Basics of machine learning

Author

Prof. Di Cook

Published

4 March 2024

🎯 Objectives

The goal for this week is for you to learn and practice some of the basics of machine learning.

🔧 Preparation

Complete the quiz
Do the reading related to week 1

Exercises:

Open your project for this unit called iml.Rproj.

1. Answer the following questions for this data matrix,

\[\begin{align*} {\mathbf X} = \left[\begin{array}{rrrrr} 2 & -2 & -8 & 6 & -7 \\ 6 & 6 & -4 & 9 & 6 \\ 5 & 4 & 3 & -7 & 8 \\ 1 & -7 & 6 & 7 & -1 \end{array}\right] \end{align*}\]

What is \(X_1\) (variable 1)?

Solution

\(X_1 = (2 ~6 ~5 ~1)\)

What is observation 3?

Solution

\(5 ~ 4 ~ 3 ~ -7 ~ 8\)

What is \(n\)?

Solution

\(4\)

What is \(p\)?

Solution

\(5\)

What is \(X^\top\)?

Solution

\[\begin{align*} {\mathbf X}^\top = \left[\begin{array}{rrrr} 2 & 6 & 5 & 1\\ -2 & 6 & 4 & -7\\ -8 & -4 & 3 & 6 \\ 6 & 9 & -7 & 7 \\ -7 & 6 & 8 & -1 \end{array}\right] \end{align*}\]

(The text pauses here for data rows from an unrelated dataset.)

//! wlr-demo - CLI for the wallet link relay
//!
//! - `simulate`: full handshake and signing flow against an in-process wallet
//! - `host`: open a session on a real bridge and wait for a wallet to link
//! - `reset`: forget the stored session
//! - `init-config`: write a default configuration file

pub mod cli;
pub mod commands;
pub mod config;

pub use cli::Cli;
pub use config::{CliOverrides, Config};

use wlr_core::SignerError;

/// Exit codes for CLI operations
///
/// - 0: Success
/// - 1: General error
/// - 2: Handshake failed - the wallet refused or answered with a failure
/// - 3: Timeout
/// - 4: Connection failed - bridge unreachable or session rejected
/// - 5: Invalid input
#[derive(Debug, Clone, Copy, PartialEq, Eq)]
#[repr(i32)]
pub enum ExitCode {
    Success = 0,
    GeneralError = 1,
    HandshakeFailed = 2,
    Timeout = 3,
    ConnectionFailed = 4,
    InvalidInput = 5,
}

impl ExitCode {
    /// Convert to process exit code
    pub fn to_exit_code(self) -> std::process::ExitCode {
        std::process::ExitCode::from(self as u8)
    }

    pub fn name(&self) -> &'static str {
        match self {
            ExitCode::Success => "SUCCESS",
            ExitCode::GeneralError => "GENERAL_ERROR",
            ExitCode::HandshakeFailed => "HANDSHAKE_FAILED",
            ExitCode::Timeout => "TIMEOUT",
            ExitCode::ConnectionFailed => "CONNECTION_FAILED",
            ExitCode::InvalidInput => "INVALID_INPUT",
        }
    }
}

impl From<&SignerError> for ExitCode {
    fn from(e: &SignerError) -> Self {
        match e {
            SignerError::Protocol(_) | SignerError::Rpc(_) | SignerError::Unauthorized => {
                ExitCode::HandshakeFailed
            }
            SignerError::Timeout => ExitCode::Timeout,
            SignerError::Transport(_) | SignerError::Disconnected(_) => ExitCode::ConnectionFailed,
            SignerError::InvalidState(_) | SignerError::Decode(_) => ExitCode::InvalidInput,
            _ => ExitCode::GeneralError,
        }
    }
}

#[cfg(test)]
mod exit_code_tests {
    use super::*;
    use wlr_proto::RpcError;
    use wlr_transport::TransportError;

    #[test]
    fn test_exit_code_values() {
        assert_eq!(ExitCode::Success as i32, 0);
        assert_eq!(ExitCode::GeneralError as i32, 1);
        assert_eq!(ExitCode::HandshakeFailed as i32, 2);
        assert_eq!(ExitCode::Timeout as i32, 3);
        assert_eq!(ExitCode::ConnectionFailed as i32, 4);
        assert_eq!(ExitCode::InvalidInput as i32, 5);
    }

    #[test]
    fn test_signer_error_mapping() {
        let rejected = SignerError::Rpc(RpcError::user_rejected());
        assert_eq!(ExitCode::from(&rejected), ExitCode::HandshakeFailed);
        assert_eq!(ExitCode::from(&SignerError::Timeout), ExitCode::Timeout);
        let lost = SignerError::Transport(TransportError::Disconnected);
        assert_eq!(ExitCode::from(&lost), ExitCode::ConnectionFailed);
        assert_eq!(ExitCode::from(&SignerError::Cancelled).name(), "GENERAL_ERROR");
    }
}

Write a projection matrix which would generate a 2D projection where the first data projection has variables 1 and 4 combined equally, and the second data projection has one third of variable 2 and two thirds of 5.

Solution

\[\begin{align*} {\mathbf A} = \left[\begin{array}{rr} \frac{1}{\sqrt{2}} & 0 \\ 0 & \frac{1}{\sqrt{3}} \\ 0 & 0 \\ \frac{1}{\sqrt{2}} & 0 \\ 0 & \frac{\sqrt{2}}{\sqrt{3}} \\ \end{array}\right] \end{align*}\]

Why can’t the following matrix considered a projection matrix?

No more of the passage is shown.